Corporate law firms are increasingly engaging in transactions involving private credit continuation funds, a tool that allows investors to roll over their investments into new vehicles. This strategy helps avoid selling assets at a discount and manages
liquidity. The trend follows a slowdown in mergers and acquisitions and initial public offerings, prompting law firms to explore alternative transactional work. Notably, Hogan Lovells and Kirkland & Ellis have been involved in significant deals, such as Crescent Capital Group's $3.2 billion fundraise. The credit secondaries market has seen substantial growth, nearly doubling in 2025, with transaction volumes reaching $20 billion.
Why It's Important?
The rise of private credit continuation funds reflects a broader shift in the financial landscape, where traditional banking avenues have become less accessible due to tighter regulations. This development is crucial for investors seeking to maintain liquidity and manage portfolios without incurring losses from asset sales. The involvement of major law firms underscores the complexity and strategic importance of these transactions.
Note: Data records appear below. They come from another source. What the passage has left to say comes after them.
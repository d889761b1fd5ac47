//! Mutating admission webhook.
//!
//! - `review`: AdmissionReview wire envelope and typed request/response
//! - `path`: explicit lookups into untyped admission objects
//! - `policies`: the zone placement decision engine
//! - `server`: HTTPS transport mapping reviews to decisions

pub mod error;
pub mod path;
pub mod policies;
pub mod review;
mod server;

pub use error::MalformedRequest;
pub use policies::{
    DEFAULT_WORKLOAD_KIND, Decision, Mutation, MutationPolicy, NoPatchReason, decide, evaluate,
};
pub use review::{AdmissionRequest, AdmissionResponse, AdmissionReview, PatchType};
pub use server::{
    BAD_REQUEST_MESSAGE, MAX_REVIEW_BYTES, MUTATE_PATH, WebhookError, WebhookState,
    create_webhook_router, run_webhook_server,
};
As the private credit market continues to expand, reaching $3.5 trillion in assets, the role of legal expertise in navigating these deals becomes increasingly vital, impacting investors, financial institutions, and the broader economy.
What's Next?
As the private credit market matures, continuation funds are expected to become a staple tool for managing investments. Legal firms will likely continue to play a pivotal role in structuring these transactions, ensuring fair processes and adequate disclosures. The market's growth may attract more investors and financial institutions, potentially leading to increased competition and innovation in fund management strategies. Stakeholders will need to adapt to evolving market dynamics, balancing the need for liquidity with the challenges of managing complex financial instruments.